The National Football League (NFL) is increasingly turning to Amazon Web Services' SageMaker machine learning toolkit to create new, more complex statistics to share with fans in real time, and the teams themselves after the game.
The NFL is the USA's most popular sporting league, with hundreds of millions of people globally tuning in to watch games every season, including the four set to be played in the UK next year.
Statistics are seen as another tool in the league's belt to engage with fans and Next Gen Stats (NGS) was established in 2015 when the league started to install Zebra Technologies RFID chips into the footballs and player's pads, helping collect 1TB of GPS data per season.
Speaking at AWS re:Invent in Las Vegas this week, Michael Chi, director of engineering for NFL Next Gen Stats explained: "It's our responsibility to continuously find ways to enhance the game and make it more accessible for fans, and with Next Gen Stats we do that with data."
Now that department is looking to AWS machine learning tools like SageMaker to enable its engineers, who aren't necessarily data scientists, to create more advanced Next Gen Stats like coverage, so who is covering who on a given play, and completion percentage, its latest statistic which predicts the likelihood of a pass being caught by the receiver.

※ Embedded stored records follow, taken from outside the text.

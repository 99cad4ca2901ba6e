//! Modular arithmetic over a prime field Z/pZ
//!
//! Every function takes the modulus explicitly; nothing here knows about a
//! particular curve. Inputs may be negative or larger than the modulus and
//! are reduced first, outputs are always in `[0, p-1]`.
//!
//! All functions are pure and safe to call from any number of threads.

use num_bigint::{BigInt, Sign};
use num_traits::{One, Signed, Zero};

use crate::error::{Error, Result};

/// Reduce `a` into `[0, p-1]`
pub fn reduce(a: &BigInt, p: &BigInt) -> BigInt {
    let r = a % p;
    if r.is_negative() {
        r + p
    } else {
        r
    }
}

/// `(a + b) mod p`
pub fn add(a: &BigInt, b: &BigInt, p: &BigInt) -> BigInt {
    reduce(&(a + b), p)
}

/// `(a - b) mod p`
pub fn sub(a: &BigInt, b: &BigInt, p: &BigInt) -> BigInt {
    reduce(&(a - b), p)
}

/// `(a * b) mod p`
pub fn mul(a: &BigInt, b: &BigInt, p: &BigInt) -> BigInt {
    reduce(&(a * b), p)
}

/// `-a mod p`
pub fn neg(a: &BigInt, p: &BigInt) -> BigInt {
    reduce(&-a, p)
}

/// Multiplicative inverse of `a` modulo `p` by the extended Euclidean algorithm.
///
/// Fails with a domain error when `a ≡ 0 (mod p)`, or more generally when
/// `a` and `p` share a factor.
pub fn mod_inverse(a: &BigInt, p: &BigInt) -> Result<BigInt> {
    let a = reduce(a, p);
    if a.is_zero() {
        return Err(Error::Domain {
            operation: "mod_inverse",
            details: "zero has no multiplicative inverse",
        });
    }

    let mut old_r = a;
    let mut r = p.clone();
    let mut old_s = BigInt::one();
    let mut s = BigInt::zero();

    while !r.is_zero() {
        let quotient = &old_r / &r;

        let next_r = &old_r - &quotient * &r;
        old_r = core::mem::replace(&mut r, next_r);

        let next_s = &old_s - &quotient * &s;
        old_s = core::mem::replace(&mut s, next_s);
    }

    if !old_r.is_one() {
        return Err(Error::Domain {
            operation: "mod_inverse",
            details: "operand is not coprime to the modulus",
        });
    }

    Ok(reduce(&old_s, p))
}

/// `base^exp mod p` by left-to-right square-and-multiply.
///
/// A negative exponent inverts the base first, so it fails exactly when
/// [`mod_inverse`] would.
pub fn mod_exp(base: &BigInt, exp: &BigInt, p: &BigInt) -> Result<BigInt> {
    let base = if exp.is_negative() {
        mod_inverse(base, p)?
    } else {
        reduce(base, p)
    };

    let (_, exp_bytes) = exp.to_bytes_be();
    let mut result = reduce(&BigInt::one(), p);
    for byte in exp_bytes.iter() {
        for bit_pos in (0..8).rev() {
            result = mul(&result, &result, p);
            if (byte >> bit_pos) & 1 == 1 {
                result = mul(&result, &base, p);
            }
        }
    }
    Ok(result)
}

/// Legendre symbol of `a` modulo an odd prime `p`: `1`, `-1` or `0`
pub fn legendre(a: &BigInt, p: &BigInt) -> i8 {
    let a = reduce(a, p);
    if a.is_zero() {
        return 0;
    }
    let exp: BigInt = (p - 1u32) >> 1;
    // Exponent is non-negative so this cannot fail
    match mod_exp(&a, &exp, p) {
        Ok(r) if r.is_one() => 1,
        _ => -1,
    }
}

/// Square root of `a` modulo an odd prime `p`, or `None` for a non-residue.
///
/// Uses `a^((p+1)/4)` when `p ≡ 3 (mod 4)` and Tonelli-Shanks otherwise.
/// Which of the two roots is returned is unspecified; callers that care
/// about parity pick with [`neg`].
pub fn sqrt(a: &BigInt, p: &BigInt) -> Option<BigInt> {
    let a = reduce(a, p);
    if a.is_zero() {
        return Some(a);
    }
    if legendre(&a, p) != 1 {
        return None;
    }

    let four = BigInt::from(4u32);
    let root = if reduce(p, &four) == BigInt::from(3u32) {
        let exp: BigInt = (p + 1u32) >> 2;
        mod_exp(&a, &exp, p).ok()?
    } else {
        tonelli_shanks(&a, p)?
    };

    if mul(&root, &root, p) == a {
        Some(root)
    } else {
        None
    }
}

fn tonelli_shanks(a: &BigInt, p: &BigInt) -> Option<BigInt> {
    // p - 1 = q * 2^s with q odd
    let mut q: BigInt = p - 1u32;
    let mut s = 0u32;
    while is_even(&q) {
        q >>= 1;
        s += 1;
    }

    let mut z = BigInt::from(2u32);
    while legendre(&z, p) != -1 {
        z += 1u32;
    }

    let mut m = s;
    let mut c = mod_exp(&z, &q, p).ok()?;
    let mut t = mod_exp(a, &q, p).ok()?;
    let mut r = mod_exp(a, &((&q + 1u32) >> 1), p).ok()?;

    while !t.is_one() {
        // Least i with t^(2^i) = 1
        let mut i = 0u32;
        let mut t2 = t.clone();
        while !t2.is_one() {
            t2 = mul(&t2, &t2, p);
            i += 1;
            if i == m {
                return None;
            }
        }

        let mut b = c.clone();
        for _ in 0..(m - i - 1) {
            b = mul(&b, &b, p);
        }
        m = i;
        c = mul(&b, &b, p);
        t = mul(&t, &c, p);
        r = mul(&r, &b, p);
    }
    Some(r)
}

/// True when the least significant bit of `a` is zero
pub fn is_even(a: &BigInt) -> bool {
    let (_, bytes) = a.to_bytes_le();
    bytes.first().map_or(true, |b| b & 1 == 0)
}

/// Big-endian encoding of a non-negative `a`, left-padded to `width` bytes.
///
/// Callers guarantee `a` fits; values are always reduced field or scalar
/// elements whose width is taken from the modulus.
pub fn to_be_bytes_padded(a: &BigInt, width: usize) -> Vec<u8> {
    debug_assert!(!a.is_negative());
    let (_, bytes) = a.to_bytes_be();
    let bytes: &[u8] = if bytes == [0] { &[] } else { &bytes };
    debug_assert!(bytes.len() <= width);
    let mut out = vec![0u8; width.saturating_sub(bytes.len())];
    out.extend_from_slice(bytes);
    out
}

/// Non-negative integer from big-endian bytes
pub fn from_be_bytes(bytes: &[u8]) -> BigInt {
    BigInt::from_bytes_be(Sign::Plus, bytes)
}

/// Number of bytes needed to hold any element of `[0, m-1]`
pub fn byte_len(m: &BigInt) -> usize {
    ((m.bits() + 7) / 8) as usize
}

/// Parse an unsigned big-endian hexadecimal string
pub fn from_hex(hex: &str) -> Result<BigInt> {
    BigInt::parse_bytes(hex.as_bytes(), 16)
        .filter(|v| !v.is_negative())
        .ok_or_else(|| Error::param("hex", "not an unsigned hexadecimal integer"))
}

This data is shared in real time with broadcasters like ESPN to enrich their coverage with advanced statistics. It can also be shared on social media or with the media. Coaches and staff then get access via a research tool after the game to get performance metrics.
Now, the Next Gen Stats department is looking to develop more complex statistics to share with fans using machine learning techniques.
SageMaker, which was announced at re:Invent last year, is a fully managed AWS platform to help customers easily build, train, and deploy machine learning models without necessarily being experts.
Chi explained that his team predominantly deal in two types of statistic: derived metrics and rule-based stats.
Take air yards - how far the ball travels in the air after it leaves the quarterback's hand - this is a simple derived metric. If you have tracking data and know where the receiver and line of scrimmage are, it's a simple statistic to track.
Rule based is for more difficult and algorithmic statistics such as 'coverage' - so which defender is covering a receiver and how well they are doing it.
Chi outlined exactly why this is more complex to work out. "Start with the receiver and which defender is lined up against them," he explained.
"Then take a step further and over the course of the play define which defender was closest on average, then you might ask which defender was closest at the time of the throw. If all three match you would be pretty confident in the stat."
However, "that doesn't always play out," he added. Say a receiver is lined up close to a fellow receiver, or the defence is playing zone, not man to man coverage, and this is where these algorithms "could break down".
By using machine learning techniques with SageMaker, Chi and his team were able to "use data and train a model to learn these nuances in the training data, to approach these problems differently for edge cases," he said.
Now to its latest stat: completion probability.
By taking 10 key features - including receiver separation, time to throw, quarterback separation from a rusher, scramble yards, air yards/distance, etc - the NGS department trained its model on 35,000 pass plays from the previous two seasons.
By using the open source XGBoost gradient boosting algorithm, with a 70-20-10 train/validate/test methodology, the team was able to validate a best performing model using SageMaker, Chi said.
In theory this allows the NFL to show the quickly falling likelihood of a pass being completed as the receiver gets further away from the quarterback, becomes better covered by his defender, or as the quarterback gets closed down by a defender, reducing his time to throw.
Take Odell Beckham's famous one-handed grab (below) for example, despite this occurring in 2015, before this Next Gen Stat existed, Computerworld UK would assume this would be assigned a very low completion probability.